Records contained in a dataset:
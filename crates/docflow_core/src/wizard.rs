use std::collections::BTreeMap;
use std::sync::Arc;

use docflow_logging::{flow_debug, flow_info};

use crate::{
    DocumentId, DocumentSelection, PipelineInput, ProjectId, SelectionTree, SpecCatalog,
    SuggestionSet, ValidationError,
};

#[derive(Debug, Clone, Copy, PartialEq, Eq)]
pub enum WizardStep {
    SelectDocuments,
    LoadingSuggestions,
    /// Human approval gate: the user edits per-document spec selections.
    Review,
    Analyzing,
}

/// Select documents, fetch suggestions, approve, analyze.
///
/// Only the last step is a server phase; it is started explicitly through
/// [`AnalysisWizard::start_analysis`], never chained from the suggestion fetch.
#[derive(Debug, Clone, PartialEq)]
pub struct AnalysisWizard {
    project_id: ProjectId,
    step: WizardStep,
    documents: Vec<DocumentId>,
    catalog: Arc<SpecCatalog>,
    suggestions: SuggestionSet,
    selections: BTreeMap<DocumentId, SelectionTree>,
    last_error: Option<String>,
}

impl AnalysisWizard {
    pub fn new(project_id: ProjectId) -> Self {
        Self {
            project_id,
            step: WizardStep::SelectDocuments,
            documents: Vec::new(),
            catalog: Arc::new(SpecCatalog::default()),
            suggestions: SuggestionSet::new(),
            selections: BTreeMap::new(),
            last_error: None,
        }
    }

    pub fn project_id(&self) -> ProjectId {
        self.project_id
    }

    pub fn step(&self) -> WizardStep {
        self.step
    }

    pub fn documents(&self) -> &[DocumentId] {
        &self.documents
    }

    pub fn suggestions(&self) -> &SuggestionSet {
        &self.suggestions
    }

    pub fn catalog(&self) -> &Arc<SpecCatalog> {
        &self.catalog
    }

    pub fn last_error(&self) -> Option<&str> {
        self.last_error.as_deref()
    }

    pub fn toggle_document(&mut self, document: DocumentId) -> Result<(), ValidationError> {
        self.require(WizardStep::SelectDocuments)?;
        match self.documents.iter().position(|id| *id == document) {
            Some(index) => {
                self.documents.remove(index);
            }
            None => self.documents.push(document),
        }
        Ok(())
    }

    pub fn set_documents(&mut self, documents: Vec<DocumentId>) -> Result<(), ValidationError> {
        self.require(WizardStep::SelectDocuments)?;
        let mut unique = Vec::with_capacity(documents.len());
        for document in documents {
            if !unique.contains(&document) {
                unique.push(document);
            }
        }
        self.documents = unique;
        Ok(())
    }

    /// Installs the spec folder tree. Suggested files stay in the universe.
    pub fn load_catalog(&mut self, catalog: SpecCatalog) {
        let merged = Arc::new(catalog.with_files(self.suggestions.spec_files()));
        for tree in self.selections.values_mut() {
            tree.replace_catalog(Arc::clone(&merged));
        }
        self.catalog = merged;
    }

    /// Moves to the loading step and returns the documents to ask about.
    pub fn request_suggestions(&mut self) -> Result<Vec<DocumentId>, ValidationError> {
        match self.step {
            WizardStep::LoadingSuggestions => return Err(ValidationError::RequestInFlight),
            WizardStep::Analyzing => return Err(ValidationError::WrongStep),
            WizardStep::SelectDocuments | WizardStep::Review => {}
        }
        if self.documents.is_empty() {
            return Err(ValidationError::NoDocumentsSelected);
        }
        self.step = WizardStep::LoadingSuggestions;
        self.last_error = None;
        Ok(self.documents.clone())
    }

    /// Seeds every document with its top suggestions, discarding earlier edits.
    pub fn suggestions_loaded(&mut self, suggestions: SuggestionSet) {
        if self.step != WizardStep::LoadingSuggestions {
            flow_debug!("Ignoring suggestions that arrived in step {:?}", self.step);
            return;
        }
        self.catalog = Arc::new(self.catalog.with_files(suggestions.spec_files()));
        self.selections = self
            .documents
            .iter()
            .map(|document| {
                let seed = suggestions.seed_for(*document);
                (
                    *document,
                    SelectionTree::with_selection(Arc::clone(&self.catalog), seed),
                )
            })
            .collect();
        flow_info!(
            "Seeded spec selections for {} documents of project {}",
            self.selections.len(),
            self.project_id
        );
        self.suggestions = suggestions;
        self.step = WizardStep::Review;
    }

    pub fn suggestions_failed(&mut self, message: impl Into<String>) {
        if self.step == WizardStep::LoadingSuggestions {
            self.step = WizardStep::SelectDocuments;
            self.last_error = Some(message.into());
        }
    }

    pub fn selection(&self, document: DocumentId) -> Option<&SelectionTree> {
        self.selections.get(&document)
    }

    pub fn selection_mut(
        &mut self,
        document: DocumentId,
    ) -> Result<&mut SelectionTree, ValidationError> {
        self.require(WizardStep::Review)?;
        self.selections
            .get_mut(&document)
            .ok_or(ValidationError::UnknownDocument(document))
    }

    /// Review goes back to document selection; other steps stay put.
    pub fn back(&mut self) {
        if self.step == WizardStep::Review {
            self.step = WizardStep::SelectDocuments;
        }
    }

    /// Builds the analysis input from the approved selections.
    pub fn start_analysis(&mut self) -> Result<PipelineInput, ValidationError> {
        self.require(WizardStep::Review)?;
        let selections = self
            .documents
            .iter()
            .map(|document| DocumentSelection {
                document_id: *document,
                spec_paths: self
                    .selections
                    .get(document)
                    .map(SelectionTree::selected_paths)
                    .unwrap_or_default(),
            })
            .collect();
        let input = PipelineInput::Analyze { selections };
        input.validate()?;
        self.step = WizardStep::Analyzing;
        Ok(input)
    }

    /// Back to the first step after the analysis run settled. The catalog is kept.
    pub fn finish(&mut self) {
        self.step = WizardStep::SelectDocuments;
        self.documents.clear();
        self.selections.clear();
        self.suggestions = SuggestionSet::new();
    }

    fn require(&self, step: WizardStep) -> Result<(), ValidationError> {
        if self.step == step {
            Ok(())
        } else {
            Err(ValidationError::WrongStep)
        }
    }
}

Problem to work on: Among the lines above, show every one that contains the string "ProjectId".

Answer for this exercise:
    DocumentId, DocumentSelection, PipelineInput, ProjectId, SelectionTree, SpecCatalog,
    project_id: ProjectId,
    pub fn new(project_id: ProjectId) -> Self {
    pub fn project_id(&self) -> ProjectId {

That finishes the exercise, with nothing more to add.